Inventive new criminal twist or ingenious hack of NYC parking? You decide

This is my favorite hijink from next door, although typing that feels foolhardy!

Maggie, as you may recall, fell down the stairs last summer, broke her tibia, healed poorly, and is now mostly crippled. She has a cool scooter and emailed me she was building a ramp to her house (or was it in her house? I don’t know). I don’t respond to these emails, mind you. I just read them.

As a full-fledged disabled person, she has recently commandeered the parking spot in front of her house and now has a handicapped icon stencil painted in this spot. It’s not even a spot. It’s just the street in front of her house.

What isn’t seen is a metal sign that says Handicapped Parking Only wired to her gate. On Saturday evening Calvin and I interrupted the installation of this sign by Maggie’s handyman/paid family member on Saturday as we were on our way out to dinner.

This handyman now drives Maggie’s car and brings his children and wife to visit her on weekends. Meanly, we refer to all of Maggie’s helpers as Her Potemkin Family. They are a celebrating type of crew. The Handyman and a few of the Helpers bring their kids over on weekends and they whoop it up in joyful faux family style. Maggie loves this, it’s clear to see, and I do feel a tiny bit of guilt writing this down.

Then again, don’t torture your real family, friends, and neighbors to the point where none of them visit and only the paid people remain.

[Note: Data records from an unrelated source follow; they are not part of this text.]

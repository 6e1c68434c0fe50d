//! Sigmoid cross-attention: queries from one sequence, keys and values from
//! another.
//!
//! Keys live in the query space, so each head compares `q_dim / heads` wide
//! vectors, while values keep `kv_dim / heads` features per head. The fused
//! key/value projection therefore maps `kv_dim -> q_dim + kv_dim`; when the
//! two widths agree this is the usual `2 * kv_dim` projection. Values are
//! always normalised per head; queries and keys only with `qk_norm`.

use std::fmt;
use std::sync::Arc;

use candle_core::{DType, Device, Tensor};
use layers::checks;
use layers::dtypes::cast_like;
use layers::{Dropout, LinearConfig, LinearLayer, NormKind, NormalizationLayer, PrecisionPolicy};
use serde::{Deserialize, Serialize};

use crate::components::{describe_transform, AttentionComponents, AttentionOutput};
use crate::core::{
    AttentionError, AttentionKernel, AttentionPolicy, KernelBackend, PositionalTransform, Result,
    DEFAULT_KERNEL_BACKEND,
};
use crate::functional::sigmoid_attention;
use crate::interop::RotaryTransform;

/// Hyperparameters of [`SigmoidCrossAttention`].
#[derive(Debug, Clone, PartialEq, Serialize, Deserialize)]
#[serde(default)]
pub struct CrossAttentionConfig {
    pub q_dim: usize,
    pub kv_dim: usize,
    pub num_heads: usize,
    pub bias: bool,
    pub qk_norm: bool,
    pub norm_kind: NormKind,
    pub proj_dropout_p: f32,
    pub policy: AttentionPolicy,
    pub backend: KernelBackend,
}

impl Default for CrossAttentionConfig {
    fn default() -> Self {
        Self {
            q_dim: 0,
            kv_dim: 0,
            num_heads: 8,
            bias: false,
            qk_norm: false,
            norm_kind: NormKind::default(),
            proj_dropout_p: 0.0,
            policy: AttentionPolicy::default().with_causal(true),
            backend: DEFAULT_KERNEL_BACKEND,
        }
    }
}

impl CrossAttentionConfig {
    pub fn new(q_dim: usize, kv_dim: usize, num_heads: usize, sigmoid_bias: f32) -> Self {
        let defaults = Self::default();
        Self {
            q_dim,
            kv_dim,
            num_heads,
            policy: defaults.policy.clone().with_sigmoid_bias(sigmoid_bias),
            ..defaults
        }
    }

    pub fn with_bias(mut self, bias: bool) -> Self {
        self.bias = bias;
        self
    }

    pub fn with_qk_norm(mut self, qk_norm: bool) -> Self {
        self.qk_norm = qk_norm;
        self
    }

    pub fn with_norm_kind(mut self, kind: NormKind) -> Self {
        self.norm_kind = kind;
        self
    }

    pub fn with_proj_dropout(mut self, p: f32) -> Self {
        self.proj_dropout_p = p;
        self
    }

    pub fn with_policy(mut self, policy: AttentionPolicy) -> Self {
        self.policy = policy;
        self
    }

    pub fn with_backend(mut self, backend: KernelBackend) -> Self {
        self.backend = backend;
        self
    }

    /// Per-head width of queries and keys.
    pub fn head_dim_q(&self) -> usize {
        self.q_dim / self.num_heads.max(1)
    }

    /// Per-head width of values.
    pub fn head_dim_kv(&self) -> usize {
        self.kv_dim / self.num_heads.max(1)
    }

    pub fn validate(&self) -> Result<()> {
        if self.num_heads == 0 {
            return Err(AttentionError::configuration("num_heads must be non-zero"));
        }
        for (label, width) in [("q_dim", self.q_dim), ("kv_dim", self.kv_dim)] {
            if width == 0 || width % self.num_heads != 0 {
                return Err(AttentionError::configuration(format!(
                    "{label} {width} must be a positive multiple of num_heads {}",
                    self.num_heads
                )));
            }
        }
        if !(0.0..1.0).contains(&self.proj_dropout_p) {
            return Err(AttentionError::configuration(format!(
                "projection dropout must be in [0, 1), got {}",
                self.proj_dropout_p
            )));
        }
        self.policy.validate(self.num_heads)
    }
}

/// Multi-head cross-attention with per-pair sigmoid weights.
#[derive(Debug)]
pub struct SigmoidCrossAttention {
    config: CrossAttentionConfig,
    precision: PrecisionPolicy,
    q_proj: Arc<dyn LinearLayer>,
    kv_proj: Arc<dyn LinearLayer>,
    q_norm: Arc<dyn NormalizationLayer>,
    k_norm: Arc<dyn NormalizationLayer>,
    v_norm: Arc<dyn NormalizationLayer>,
    positional: Option<Arc<dyn PositionalTransform>>,
    kernel: Arc<dyn AttentionKernel>,
    proj: Arc<dyn LinearLayer>,
    proj_dropout: Dropout,
}

impl SigmoidCrossAttention {
    pub fn new(config: CrossAttentionConfig, device: &Device, dtype: DType) -> Result<Self> {
        Self::with_components(config, AttentionComponents::default(), device, dtype)
    }

    /// Rotary positional transform over the query/key head width.
    pub fn with_rope(config: CrossAttentionConfig, device: &Device, dtype: DType) -> Result<Self> {
        config.validate()?;
        let rope = RotaryTransform::for_head_dim(config.head_dim_q())?;
        let components = AttentionComponents::default().with_positional(Arc::new(rope));
        Self::with_components(config, components, device, dtype)
    }

    pub fn with_components(
        config: CrossAttentionConfig,
        components: AttentionComponents,
        device: &Device,
        dtype: DType,
    ) -> Result<Self> {
        config.validate()?;
        let linear = |label: &str, input: usize, output: usize| {
            components
                .linear
                .build(
                    LinearConfig::new(input, output).with_bias(config.bias),
                    device,
                    dtype,
                )
                .map_err(|err| AttentionError::configuration(format!("{label}: {err}")))
        };
        let q_proj = linear("query projection", config.q_dim, config.q_dim)?;
        let kv_proj = linear(
            "key/value projection",
            config.kv_dim,
            config.q_dim + config.kv_dim,
        )?;
        let proj = linear("output projection", config.kv_dim, config.q_dim)?;

        let head_dim_q = config.head_dim_q();
        let q_norm =
            components.build_norm(config.qk_norm, config.norm_kind, head_dim_q, device, dtype)?;
        let k_norm =
            components.build_norm(config.qk_norm, config.norm_kind, head_dim_q, device, dtype)?;
        let v_norm = components.build_norm(
            true,
            config.norm_kind,
            config.head_dim_kv(),
            device,
            dtype,
        )?;
        let kernel = components.resolve_kernel(config.backend)?;
        let proj_dropout = Dropout::new(config.proj_dropout_p)
            .map_err(|err| AttentionError::configuration(err.to_string()))?;

        let layer = Self {
            precision: PrecisionPolicy::from_parameter_dtype(dtype),
            q_proj,
            kv_proj,
            q_norm,
            k_norm,
            v_norm,
            positional: components.positional,
            kernel,
            proj,
            proj_dropout,
            config,
        };
        log::info!("sigmoid_attention::cross init {layer}");
        Ok(layer)
    }

    pub fn config(&self) -> &CrossAttentionConfig {
        &self.config
    }

    pub fn kernel_name(&self) -> &'static str {
        self.kernel.name()
    }

    /// Training-mode forward pass; both dropouts are live.
    pub fn forward(&self, q_input: &Tensor, kv_input: &Tensor) -> Result<AttentionOutput> {
        self.forward_t(q_input, kv_input, true)
    }

    /// `q_input: [batch, q_len, q_dim]`, `kv_input: [batch, kv_len, kv_dim]`.
    /// `attn_times_v` is `[batch, q_len, kv_dim]`, `attn_proj` is
    /// `[batch, q_len, q_dim]`.
    pub fn forward_t(
        &self,
        q_input: &Tensor,
        kv_input: &Tensor,
        train: bool,
    ) -> Result<AttentionOutput> {
        let cfg = &self.config;
        let (batch, q_len) = expect_input("q_input", q_input, cfg.q_dim)?;
        let (kv_batch, kv_len) = expect_input("kv_input", kv_input, cfg.kv_dim)?;
        if kv_batch != batch {
            return Err(AttentionError::shape(format!(
                "q_input batch {batch} differs from kv_input batch {kv_batch}"
            )));
        }
        let heads = cfg.num_heads;

        let q = self
            .q_proj
            .forward(q_input, &self.precision)?
            .reshape((batch, q_len, heads, cfg.head_dim_q()))?;
        let kv = self.kv_proj.forward(kv_input, &self.precision)?;
        let k = kv
            .narrow(2, 0, cfg.q_dim)?
            .reshape((batch, kv_len, heads, cfg.head_dim_q()))?;
        let v = kv
            .narrow(2, cfg.q_dim, cfg.kv_dim)?
            .reshape((batch, kv_len, heads, cfg.head_dim_kv()))?;

        let q = self.q_norm.forward(&q, &self.precision)?;
        let k = self.k_norm.forward(&k, &self.precision)?;
        let v = self.v_norm.forward(&v, &self.precision)?;
        let (q, k) = match &self.positional {
            Some(transform) => transform.apply(&q, &k, 0, 0)?,
            None => (q, k),
        };
        let q = cast_like(&q, &v)?;
        let k = cast_like(&k, &v)?;

        let attn_times_v =
            sigmoid_attention(self.kernel.as_ref(), &q, &k, &v, &cfg.policy, train)?;
        let projected = self.proj.forward(&attn_times_v, &self.precision)?;
        let attn_proj = self.proj_dropout.forward_t(&projected, train)?;
        Ok(AttentionOutput {
            attn_times_v,
            attn_proj,
        })
    }
}

fn expect_input(label: &str, input: &Tensor, width: usize) -> Result<(usize, usize)> {
    checks::expect_batch_seq_hidden(label, input, width)
        .map_err(|err| AttentionError::shape(err.to_string()))?;
    let (batch, seq, _) = input.dims3()?;
    Ok((batch, seq))
}

impl fmt::Display for SigmoidCrossAttention {
    fn fmt(&self, f: &mut fmt::Formatter<'_>) -> fmt::Result {
        write!(
            f,
            "SigmoidCrossAttention(q_dim={}, kv_dim={}, heads={}, head_dim_q={}, head_dim_kv={}, {}, proj_drop={}, qk_norm={}, bias={}, backend={}, kernel={}, transform={})",
            self.config.q_dim,
            self.config.kv_dim,
            self.config.num_heads,
            self.config.head_dim_q(),
            self.config.head_dim_kv(),
            self.config.policy,
            self.config.proj_dropout_p,
            self.config.qk_norm,
            self.config.bias,
            self.config.backend,
            self.kernel.name(),
            describe_transform(&self.positional)
        )
    }
}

The Handyman had been very nice to us earlier this week when one of the cats, Venus the adventuresome, foolhardy, legally-blind tortoiseshell, got out of the house in the middle of the night. How did that happen? Well, you can ask Wyatt, who apparently had some late-night rendezvous with a pal and left a door open. I think Wyatt has been sufficiently shamed for this, but soon Venus will be wearing a blaze orange collar with my cell phone number embroidered on it, so he must forever be reminded of how he almost lost the cat.

How this happened was Calvin and I woke up Monday morning and the cat was gone. This is a creature that loves us very, very much around 5 AM and 5 PM. That is when she sits cozily on my chest and then aggressively licks herself. But there had been no early morning friendly aggression, and then only one cat showed up for breakfast. We then freaked out. First we couldn’t find the way out, so we left cabinets open. These were places other cats had found and crawled into weird spaces.

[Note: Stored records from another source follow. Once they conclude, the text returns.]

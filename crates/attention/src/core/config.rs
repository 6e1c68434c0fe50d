//! Attention policy knobs shared by the kernels and the layers.
//!
//! [`AttentionPolicy`] is fixed when a layer is built and travels with every
//! forward call. Window bounds follow the usual flash-attention convention:
//! `-1` on either side means unbounded, and both bounds are measured relative
//! to the query row aligned to the end of the key sequence.

use std::fmt;
use std::str::FromStr;

use candle_core::{Device, Tensor};
use serde::{Deserialize, Serialize};

use super::errors::{AttentionError, Result};

/// Environment variable that overrides the configured kernel backend.
pub const BACKEND_ENV_VAR: &str = "SIGMOID_ATTN_BACKEND";

/// Backend used by both layer configs unless a caller picks another one.
pub const DEFAULT_KERNEL_BACKEND: KernelBackend = KernelBackend::Reference;

/// Sliding-window bounds around the aligned diagonal.
#[derive(Debug, Clone, Copy, PartialEq, Eq, Serialize, Deserialize)]
pub struct WindowSize {
    pub left: i64,
    pub right: i64,
}

impl WindowSize {
    /// No locality restriction on either side.
    pub const UNBOUNDED: WindowSize = WindowSize {
        left: -1,
        right: -1,
    };

    pub fn new(left: i64, right: i64) -> Self {
        Self { left, right }
    }

    pub fn is_unbounded_left(&self) -> bool {
        self.left < 0
    }

    pub fn is_unbounded_right(&self) -> bool {
        self.right < 0
    }

    pub fn is_unbounded(&self) -> bool {
        self.is_unbounded_left() && self.is_unbounded_right()
    }

    /// Rejects bounds below the `-1` sentinel.
    pub fn validate(&self) -> Result<()> {
        if self.left < -1 || self.right < -1 {
            return Err(AttentionError::unsupported(format!(
                "window bounds must be >= -1, got ({}, {})",
                self.left, self.right
            )));
        }
        Ok(())
    }
}

impl Default for WindowSize {
    fn default() -> Self {
        Self::UNBOUNDED
    }
}

impl fmt::Display for WindowSize {
    fn fmt(&self, f: &mut fmt::Formatter<'_>) -> fmt::Result {
        write!(f, "({}, {})", self.left, self.right)
    }
}

/// ALiBi slopes, either shared across the batch or given per batch element.
#[derive(Debug, Clone, PartialEq, Serialize, Deserialize)]
#[serde(rename_all = "snake_case")]
pub enum AlibiSlopes {
    /// One slope per head.
    PerHead(Vec<f32>),
    /// Row-major `[batch, heads]` slopes.
    PerBatchHead {
        batch: usize,
        heads: usize,
        values: Vec<f32>,
    },
}

impl AlibiSlopes {
    /// The standard geometric schedule `2^(-8h/H)` for `h = 1..=H`.
    pub fn geometric(num_heads: usize) -> Self {
        let heads = num_heads.max(1) as f32;
        let slopes = (1..=num_heads)
            .map(|h| 2f32.powf(-8.0 * h as f32 / heads))
            .collect();
        Self::PerHead(slopes)
    }

    pub fn num_heads(&self) -> usize {
        match self {
            Self::PerHead(values) => values.len(),
            Self::PerBatchHead { heads, .. } => *heads,
        }
    }

    fn values(&self) -> &[f32] {
        match self {
            Self::PerHead(values) => values,
            Self::PerBatchHead { values, .. } => values,
        }
    }

    /// Checks the slope count against the layer's head count.
    pub fn validate(&self, num_heads: usize) -> Result<()> {
        if let Self::PerBatchHead {
            batch,
            heads,
            values,
        } = self
        {
            if values.len() != batch * heads {
                return Err(AttentionError::configuration(format!(
                    "per-(batch, head) alibi slopes hold {} values, expected {batch}x{heads}",
                    values.len()
                )));
            }
        }
        if self.num_heads() != num_heads {
            return Err(AttentionError::configuration(format!(
                "alibi slopes cover {} heads but the layer has {num_heads}",
                self.num_heads()
            )));
        }
        if self.values().iter().any(|s| !s.is_finite()) {
            return Err(AttentionError::configuration(
                "alibi slopes must be finite",
            ));
        }
        Ok(())
    }

    /// Slopes laid out as `[1 | batch, heads, 1, 1]` in `f32`, ready to
    /// broadcast over a `[batch, heads, q_len, k_len]` logit block.
    pub fn to_tensor(&self, batch: usize, heads: usize, device: &Device) -> Result<Tensor> {
        match self {
            Self::PerHead(values) => {
                if values.len() != heads {
                    return Err(AttentionError::shape(format!(
                        "alibi slopes cover {} heads, q has {heads}",
                        values.len()
                    )));
                }
                Ok(Tensor::from_slice(values, (1, heads, 1, 1), device)?)
            }
            Self::PerBatchHead {
                batch: slope_batch,
                heads: slope_heads,
                values,
            } => {
                if *slope_batch != batch || *slope_heads != heads || values.len() != batch * heads
                {
                    return Err(AttentionError::shape(format!(
                        "alibi slopes shaped [{slope_batch}, {slope_heads}], expected [{batch}, {heads}]"
                    )));
                }
                Ok(Tensor::from_slice(values, (batch, heads, 1, 1), device)?)
            }
        }
    }

    fn summary(&self) -> String {
        match self {
            Self::PerHead(values) => format!("per-head[{}]", values.len()),
            Self::PerBatchHead { batch, heads, .. } => format!("per-batch-head[{batch}x{heads}]"),
        }
    }
}

/// Immutable masking, bias and scaling policy applied by a layer.
#[derive(Debug, Clone, PartialEq, Serialize, Deserialize)]
#[serde(default)]
pub struct AttentionPolicy {
    pub causal: bool,
    pub window: WindowSize,
    pub alibi_slopes: Option<AlibiSlopes>,
    /// Constant added to every logit before the sigmoid.
    pub sigmoid_bias: f32,
    /// Dropout on the attention weights during training.
    pub attn_dropout_p: f32,
    /// Split the `d^-0.5` scale evenly across q and k before the dot product.
    pub prescale: bool,
}

impl Default for AttentionPolicy {
    fn default() -> Self {
        Self {
            causal: false,
            window: WindowSize::UNBOUNDED,
            alibi_slopes: None,
            sigmoid_bias: 0.0,
            attn_dropout_p: 0.0,
            prescale: true,
        }
    }
}

impl AttentionPolicy {
    pub fn with_causal(mut self, causal: bool) -> Self {
        self.causal = causal;
        self
    }

    pub fn with_window(mut self, window: WindowSize) -> Self {
        self.window = window;
        self
    }

    pub fn with_alibi(mut self, slopes: AlibiSlopes) -> Self {
        self.alibi_slopes = Some(slopes);
        self
    }

    pub fn with_sigmoid_bias(mut self, bias: f32) -> Self {
        self.sigmoid_bias = bias;
        self
    }

    pub fn with_attn_dropout(mut self, p: f32) -> Self {
        self.attn_dropout_p = p;
        self
    }

    pub fn with_prescale(mut self, prescale: bool) -> Self {
        self.prescale = prescale;
        self
    }

    /// Construction-time checks against the layer's head count.
    pub fn validate(&self, num_heads: usize) -> Result<()> {
        if !(0.0..1.0).contains(&self.attn_dropout_p) {
            return Err(AttentionError::configuration(format!(
                "attention dropout must be in [0, 1), got {}",
                self.attn_dropout_p
            )));
        }
        if !self.sigmoid_bias.is_finite() {
            return Err(AttentionError::configuration(format!(
                "sigmoid bias must be finite, got {}",
                self.sigmoid_bias
            )));
        }
        self.window.validate()?;
        if let Some(slopes) = &self.alibi_slopes {
            slopes.validate(num_heads)?;
        }
        Ok(())
    }
}

impl fmt::Display for AttentionPolicy {
    fn fmt(&self, f: &mut fmt::Formatter<'_>) -> fmt::Result {
        let alibi = self
            .alibi_slopes
            .as_ref()
            .map(AlibiSlopes::summary)
            .unwrap_or_else(|| "none".to_string());
        write!(
            f,
            "causal={}, window={}, alibi={}, sigmoid_bias={}, attn_drop={}, prescale={}",
            self.causal, self.window, alibi, self.sigmoid_bias, self.attn_dropout_p, self.prescale
        )
    }
}

/// Which kernel implementation a layer dispatches to.
#[derive(Debug, Clone, Copy, PartialEq, Eq, Serialize, Deserialize)]
#[serde(rename_all = "kebab-case")]
pub enum KernelBackend {
    /// Materialises the full logit matrix.
    Reference,
    /// Key-tiled kernel; requires the `fused` feature.
    Fused,
    /// Tiled kernel when compiled in, reference otherwise.
    FusedOrReference,
}

impl KernelBackend {
    pub fn as_str(&self) -> &'static str {
        match self {
            Self::Reference => "reference",
            Self::Fused => "fused",
            Self::FusedOrReference => "fused-or-reference",
        }
    }

    /// Applies the [`BACKEND_ENV_VAR`] override, if one is set.
    pub fn apply_env_overrides(self) -> Self {
        self.with_override(std::env::var(BACKEND_ENV_VAR).ok().as_deref())
    }

    pub(crate) fn with_override(self, value: Option<&str>) -> Self {
        match value {
            Some(raw) => match raw.parse() {
                Ok(backend) => backend,
                Err(err) => {
                    log::warn!("ignoring {BACKEND_ENV_VAR}: {err}");
                    self
                }
            },
            None => self,
        }
    }
}

impl Default for KernelBackend {
    fn default() -> Self {
        DEFAULT_KERNEL_BACKEND
    }
}

impl fmt::Display for KernelBackend {
    fn fmt(&self, f: &mut fmt::Formatter<'_>) -> fmt::Result {
        f.write_str(self.as_str())
    }
}

impl FromStr for KernelBackend {
    type Err = AttentionError;

    fn from_str(s: &str) -> Result<Self> {
        match s.trim().to_ascii_lowercase().as_str() {
            "reference" | "exact" => Ok(Self::Reference),
            "fused" | "tiled" => Ok(Self::Fused),
            "fused-or-reference" | "auto" => Ok(Self::FusedOrReference),
            other => Err(AttentionError::configuration(format!(
                "unknown kernel backend `{other}`"
            ))),
        }
    }
}

/// Kernel entry point used by the self-attention layer.
#[derive(Debug, Clone, Copy, PartialEq, Eq, Default, Serialize, Deserialize)]
#[serde(rename_all = "snake_case")]
pub enum CallShape {
    /// Separate q, k, v tensors.
    #[default]
    Unpacked,
    /// A single `[batch, seq, 3, heads, head_dim]` tensor.
    Packed,
}
//! 3D Vector type

use serde::{Deserialize, Serialize};

/// 3D Vector with x, y, z components
///
/// In course space X is lateral, Y is vertical (gravity pulls -Y),
/// and Z is depth.
#[repr(C)]
#[derive(Clone, Copy, Debug, Default, PartialEq, Serialize, Deserialize)]
pub struct Vec3 {
    pub x: f32,
    pub y: f32,
    pub z: f32,
}

impl Vec3 {
    pub const ZERO: Self = Self { x: 0.0, y: 0.0, z: 0.0 };
    pub const X: Self = Self { x: 1.0, y: 0.0, z: 0.0 };
    pub const Y: Self = Self { x: 0.0, y: 1.0, z: 0.0 };
    pub const Z: Self = Self { x: 0.0, y: 0.0, z: 1.0 };

    /// Create a new Vec3
    #[inline]
    pub const fn new(x: f32, y: f32, z: f32) -> Self {
        Self { x, y, z }
    }

    /// Dot product
    #[inline]
    pub fn dot(self, other: Self) -> f32 {
        self.x * other.x + self.y * other.y + self.z * other.z
    }

    /// Length squared (faster than length)
    #[inline]
    pub fn length_squared(self) -> f32 {
        self.dot(self)
    }

    /// Length (magnitude)
    #[inline]
    pub fn length(self) -> f32 {
        self.length_squared().sqrt()
    }

    /// Normalize to unit length
    #[inline]
    pub fn normalized(self) -> Self {
        let len = self.length();
        if len > 0.0 {
            self * (1.0 / len)
        } else {
            Self::ZERO
        }
    }

    /// Distance to another point
    #[inline]
    pub fn distance(self, other: Self) -> f32 {
        (self - other).length()
    }

    /// Linear interpolation between two vectors
    #[inline]
    pub fn lerp(self, other: Self, t: f32) -> Self {
        self * (1.0 - t) + other * t
    }

    /// Component-wise absolute value
    #[inline]
    pub fn abs(self) -> Self {
        Self::new(self.x.abs(), self.y.abs(), self.z.abs())
    }
}

// Operator overloads

impl std::ops::Add for Vec3 {
    type Output = Self;
    #[inline]
    fn add(self, other: Self) -> Self {
        Self::new(self.x + other.x, self.y + other.y, self.z + other.z)
    }
}

impl std::ops::AddAssign for Vec3 {
    #[inline]
    fn add_assign(&mut self, other: Self) {
        self.x += other.x;
        self.y += other.y;
        self.z += other.z;
    }
}

impl std::ops::Sub for Vec3 {
    type Output = Self;
    #[inline]
    fn sub(self, other: Self) -> Self {
        Self::new(self.x - other.x, self.y - other.y, self.z - other.z)
    }
}

impl std::ops::SubAssign for Vec3 {
    #[inline]
    fn sub_assign(&mut self, other: Self) {
        self.x -= other.x;
        self.y -= other.y;
        self.z -= other.z;
    }
}

impl std::ops::Mul<f32> for Vec3 {
    type Output = Self;
    #[inline]
    fn mul(self, scalar: f32) -> Self {
        Self::new(self.x * scalar, self.y * scalar, self.z * scalar)
    }
}

impl std::ops::MulAssign<f32> for Vec3 {
    #[inline]
    fn mul_assign(&mut self, scalar: f32) {
        self.x *= scalar;
        self.y *= scalar;
        self.z *= scalar;
    }
}

impl std::ops::Neg for Vec3 {
    type Output = Self;
    #[inline]
    fn neg(self) -> Self {
        Self::new(-self.x, -self.y, -self.z)
    }
}

impl std::ops::Div<f32> for Vec3 {
    type Output = Self;
    #[inline]
    fn div(self, scalar: f32) -> Self {
        Self::new(self.x / scalar, self.y / scalar, self.z / scalar)
    }
}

Then we walked the block and the alley and Calvin thought he saw her, then found a different feral cat, but 2 hours later Venus came back. She scaled the front windows and clung to the screen while the Handyman, who was outside on Maggie’s stoop, gave helpful advice to Daisy, who was inside. He told Daisy to pull in the screen. She did it, with the cat hanging on to the screen, and lost cat was found cat.

The relief was vast.

So we are on good, warm terms with the Potemkin crew. I had also showed one of the helpers a photo of Venus early on during one of my block walks. Still, as Calvin and I walked past the crazy new parking spot (with cones!!!) we were saying to each other: “Is this real? Is this not real? What is this? Can you do this?” And we turned to see Potemkin Handyman installing the No Parking sign on Maggie’s gate. Whew!

So we had to talk to him. And we had a nice chat in which he professed to know nothing about the stencil and the spray painted icon. We said our goodbyes and kept going up the block, where we ran into Neighbor Y and Y’s Mother, who is in her late 90s and recently returne from a long hospital stay.

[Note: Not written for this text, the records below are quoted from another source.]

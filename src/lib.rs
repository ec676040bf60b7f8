//! Plummet - drop-race simulation host
//!
//! The physics core lives in `plummet_physics`; this crate carries the
//! host-side pieces: layered configuration and the demo course used by
//! the headless runner binary.

pub mod config;
pub mod course;
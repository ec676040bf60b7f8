//! Drop-race physics for Plummet
//!
//! This crate is the collision & response core of the drop race:
//! - Per-tick gravity integration of falling bodies
//! - Type-specific narrow-phase collision against course obstacles
//! - Body-body impulse exchange
//! - Boundary containment, velocity capping and stuck recovery
//!
//! The engine mutates bodies in place once per frame via
//! [`RaceWorld::step`] and reports finishers through a callback.

pub mod body;
pub mod collision;
pub mod obstacle;
pub mod stuck;
pub mod world;

// Re-export commonly used types
pub use body::Body;
pub use obstacle::{Bumper, FunnelWall, Launcher, MovingPlatform, Obstacle, Peg, Platform, Spinner};
pub use stuck::{StuckAction, StuckConfig, StuckTracker};
pub use world::{RaceConfig, RaceWorld};
//! Stuck detection and escalating recovery
//!
//! Each body carries a tracker that samples its position on a fixed
//! real-time interval. Displacement below a threshold accumulates
//! stuck time; enough of it triggers a gentle lateral nudge, and
//! prolonged stalls get a forced shove plus a vertical lift.
//!
//! Sampling runs on the *unscaled* frame delta, so slow motion does
//! not stretch the timings. While slow motion is active the tracker
//! is suppressed entirely: dramatic finishes are never interrupted by
//! an anti-stall impulse.

use plummet_math::Vec3;
use rand::Rng;
use serde::{Deserialize, Serialize};

use crate::body::Body;

/// Vertical lift applied with a forced nudge
const FORCED_LIFT: f32 = 0.5;

/// Tunables for the stuck-recovery state machine
#[derive(Clone, Copy, Debug, Serialize, Deserialize)]
pub struct StuckConfig {
    /// Real seconds between position samples
    pub check_interval: f32,
    /// Displacement below this between samples counts as stuck
    pub threshold_dist: f32,
    /// Accumulated stuck seconds before a gentle nudge
    pub gentle_time: f32,
    /// Accumulated stuck seconds before a forced nudge
    pub force_time: f32,
}

impl Default for StuckConfig {
    fn default() -> Self {
        Self {
            check_interval: 0.25,
            threshold_dist: 0.3,
            gentle_time: 1.0,
            force_time: 2.0,
        }
    }
}

/// Escalation level returned by the tracker
#[derive(Clone, Copy, Debug, PartialEq, Eq)]
pub enum StuckAction {
    /// Small lateral jitter and a light downward impulse
    Gentle,
    /// Strong jitter, heavy downward impulse, and a vertical lift
    Forced,
}

/// Per-body stuck state: last sampled position, sample timer, and
/// accumulated stuck duration
#[derive(Clone, Copy, Debug)]
pub struct StuckTracker {
    last_position: Vec3,
    sample_timer: f32,
    stuck_duration: f32,
}

impl StuckTracker {
    pub fn new(position: Vec3) -> Self {
        Self {
            last_position: position,
            sample_timer: 0.0,
            stuck_duration: 0.0,
        }
    }

    /// Accumulated stuck seconds
    pub fn stuck_duration(&self) -> f32 {
        self.stuck_duration
    }

    /// Feed one frame of real (unscaled) time and the body's current
    /// position; returns the escalation due this frame, if any
    ///
    /// A forced nudge resets the accumulator; a gentle nudge does not,
    /// so gentle nudges repeat every sample until the body moves or
    /// escalation reaches the forced stage.
    pub fn observe(
        &mut self,
        position: Vec3,
        raw_dt: f32,
        slow_motion: bool,
        config: &StuckConfig,
    ) -> Option<StuckAction> {
        if slow_motion {
            self.sample_timer = 0.0;
            self.stuck_duration = 0.0;
            self.last_position = position;
            return None;
        }

        self.sample_timer += raw_dt;
        if self.sample_timer < config.check_interval {
            return None;
        }

        let window = self.sample_timer;
        self.sample_timer = 0.0;

        let moved = position.distance(self.last_position);
        self.last_position = position;

        if moved < config.threshold_dist {
            self.stuck_duration += window;
        } else {
            self.stuck_duration = 0.0;
            return None;
        }

        if self.stuck_duration >= config.force_time {
            self.stuck_duration = 0.0;
            Some(StuckAction::Forced)
        } else if self.stuck_duration >= config.gentle_time {
            Some(StuckAction::Gentle)
        } else {
            None
        }
    }
}

/// Apply the impulse for an escalation level to a body
pub fn apply_nudge(body: &mut Body, action: StuckAction, rng: &mut impl Rng) {
    match action {
        StuckAction::Gentle => {
            body.velocity.x += rng.gen_range(-2.0..2.0);
            body.velocity.y -= rng.gen_range(0.5..1.5);
        }
        StuckAction::Forced => {
            body.velocity.x += rng.gen_range(-4.0..4.0);
            body.velocity.y -= rng.gen_range(2.0..4.0);
            body.position.y += FORCED_LIFT;
        }
    }
}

I used to say hello to Y’s Mother in the years when the kids were smaller, I would pass Y’s Mother sitting in front of her building with her friend and both of their husbands. I thought of them as the Old Farts I knew as a kid, although they seemed much more fun loving, out enjoying the evening. They always waved. Then the husbands died, one by one, and then the other lady died, and then I started really talking to Y’s Mother, and through her met Y, who I would love to do karaoke with one night, although I know she is a little wary of me. I could be crazy, you know. I know I have that affect but eventually people figure out that I’m not crazy.

So, it’s always a pleasure to chat with these two, and Neighbor Y — bam-O! — brought up the new handicapped spot on the block. We were off to the races.

The spot felt fantastical. “If you could get a handicapped spot in front of your house, I would do it in a second,” Y said. Yes, of course she would! It would be the biggest scam in New York City. There would be no spots on the UES at all! There would be NO PARKING SPOTS IN THE CITY OF NEW YORK!

What a scam! I am going to bust it wide open, or at least talk to the traffic cop at next alternate street day, which I think is Wednesday morning.